**WHAT TO PRODUCE**
Looking at the entries below, how many lines include the word "MultiProgress"? Answer with the number alone.

**MATERIAL FOR THIS TASK**
========
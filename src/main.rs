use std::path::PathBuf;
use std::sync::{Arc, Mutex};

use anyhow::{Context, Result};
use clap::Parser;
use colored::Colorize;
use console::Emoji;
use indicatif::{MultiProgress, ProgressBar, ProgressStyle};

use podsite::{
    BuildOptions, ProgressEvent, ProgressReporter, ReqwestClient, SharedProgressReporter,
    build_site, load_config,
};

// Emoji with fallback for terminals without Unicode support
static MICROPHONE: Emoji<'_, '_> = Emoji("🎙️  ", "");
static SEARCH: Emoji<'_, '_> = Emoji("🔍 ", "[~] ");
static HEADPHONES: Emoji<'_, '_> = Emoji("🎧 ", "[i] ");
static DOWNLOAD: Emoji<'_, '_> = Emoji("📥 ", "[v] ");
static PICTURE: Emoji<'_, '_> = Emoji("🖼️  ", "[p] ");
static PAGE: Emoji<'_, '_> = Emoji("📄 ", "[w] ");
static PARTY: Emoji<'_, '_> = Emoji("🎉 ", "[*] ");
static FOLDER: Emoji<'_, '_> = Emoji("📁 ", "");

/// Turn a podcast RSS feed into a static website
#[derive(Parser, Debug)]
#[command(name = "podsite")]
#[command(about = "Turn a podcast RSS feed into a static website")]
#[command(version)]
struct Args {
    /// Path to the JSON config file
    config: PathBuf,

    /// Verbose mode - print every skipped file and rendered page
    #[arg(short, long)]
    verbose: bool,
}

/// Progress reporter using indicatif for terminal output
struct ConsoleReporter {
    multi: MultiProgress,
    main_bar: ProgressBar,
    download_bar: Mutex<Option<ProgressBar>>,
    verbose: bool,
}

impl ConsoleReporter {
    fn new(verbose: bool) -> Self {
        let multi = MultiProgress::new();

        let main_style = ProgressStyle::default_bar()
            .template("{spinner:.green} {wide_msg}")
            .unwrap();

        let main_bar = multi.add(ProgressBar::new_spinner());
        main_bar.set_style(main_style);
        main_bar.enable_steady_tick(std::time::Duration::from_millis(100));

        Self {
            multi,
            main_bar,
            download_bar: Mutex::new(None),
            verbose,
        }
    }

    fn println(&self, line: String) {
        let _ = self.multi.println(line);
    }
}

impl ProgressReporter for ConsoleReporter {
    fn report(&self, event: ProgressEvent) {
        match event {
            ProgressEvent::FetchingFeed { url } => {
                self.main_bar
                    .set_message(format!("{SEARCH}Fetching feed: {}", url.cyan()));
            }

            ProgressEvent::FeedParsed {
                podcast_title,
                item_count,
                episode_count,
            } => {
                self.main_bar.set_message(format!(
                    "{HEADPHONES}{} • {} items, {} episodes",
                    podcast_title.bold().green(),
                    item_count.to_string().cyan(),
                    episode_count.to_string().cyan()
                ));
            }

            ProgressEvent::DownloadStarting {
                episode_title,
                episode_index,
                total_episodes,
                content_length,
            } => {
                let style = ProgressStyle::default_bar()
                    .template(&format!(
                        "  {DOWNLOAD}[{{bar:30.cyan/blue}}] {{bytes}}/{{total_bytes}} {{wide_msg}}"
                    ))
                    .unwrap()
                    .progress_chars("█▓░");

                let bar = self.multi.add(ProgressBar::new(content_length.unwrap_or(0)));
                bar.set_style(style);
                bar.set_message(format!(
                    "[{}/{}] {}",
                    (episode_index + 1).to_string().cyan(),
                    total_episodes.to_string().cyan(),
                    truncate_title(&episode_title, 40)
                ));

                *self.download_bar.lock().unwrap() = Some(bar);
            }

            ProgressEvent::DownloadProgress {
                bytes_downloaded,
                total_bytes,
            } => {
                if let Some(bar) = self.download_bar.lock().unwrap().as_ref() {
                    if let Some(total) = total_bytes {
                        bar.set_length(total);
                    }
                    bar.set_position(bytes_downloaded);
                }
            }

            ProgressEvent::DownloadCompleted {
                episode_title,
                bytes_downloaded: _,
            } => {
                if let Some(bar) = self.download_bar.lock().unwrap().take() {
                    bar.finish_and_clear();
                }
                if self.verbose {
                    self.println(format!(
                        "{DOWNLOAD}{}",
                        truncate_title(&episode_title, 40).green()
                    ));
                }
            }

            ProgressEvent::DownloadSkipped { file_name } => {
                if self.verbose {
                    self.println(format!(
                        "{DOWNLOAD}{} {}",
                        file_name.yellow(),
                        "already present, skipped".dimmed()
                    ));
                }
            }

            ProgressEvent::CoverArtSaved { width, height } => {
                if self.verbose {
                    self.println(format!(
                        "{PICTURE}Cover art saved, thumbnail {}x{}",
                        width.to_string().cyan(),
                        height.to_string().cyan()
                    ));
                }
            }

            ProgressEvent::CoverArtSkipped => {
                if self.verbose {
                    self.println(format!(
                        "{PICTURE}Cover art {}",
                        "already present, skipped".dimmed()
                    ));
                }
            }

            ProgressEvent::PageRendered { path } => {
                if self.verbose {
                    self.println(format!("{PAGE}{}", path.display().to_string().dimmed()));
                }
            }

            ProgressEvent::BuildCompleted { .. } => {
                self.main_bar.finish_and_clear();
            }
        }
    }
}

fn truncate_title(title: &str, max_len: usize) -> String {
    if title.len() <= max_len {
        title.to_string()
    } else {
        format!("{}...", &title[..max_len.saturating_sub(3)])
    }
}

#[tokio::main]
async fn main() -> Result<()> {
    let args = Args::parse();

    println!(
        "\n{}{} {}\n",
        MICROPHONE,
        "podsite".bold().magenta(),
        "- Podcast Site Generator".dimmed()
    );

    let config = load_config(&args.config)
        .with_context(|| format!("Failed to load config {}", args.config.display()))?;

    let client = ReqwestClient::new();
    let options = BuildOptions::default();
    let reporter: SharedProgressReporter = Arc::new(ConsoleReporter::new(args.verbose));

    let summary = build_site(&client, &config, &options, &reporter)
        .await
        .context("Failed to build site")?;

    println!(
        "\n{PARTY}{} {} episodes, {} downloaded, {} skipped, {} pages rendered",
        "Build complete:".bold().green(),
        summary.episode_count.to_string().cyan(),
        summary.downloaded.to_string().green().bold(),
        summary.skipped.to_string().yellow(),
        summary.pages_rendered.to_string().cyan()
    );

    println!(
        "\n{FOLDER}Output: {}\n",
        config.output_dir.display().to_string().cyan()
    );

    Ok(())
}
========
**RESPONSE TO THE EXERCISE**
3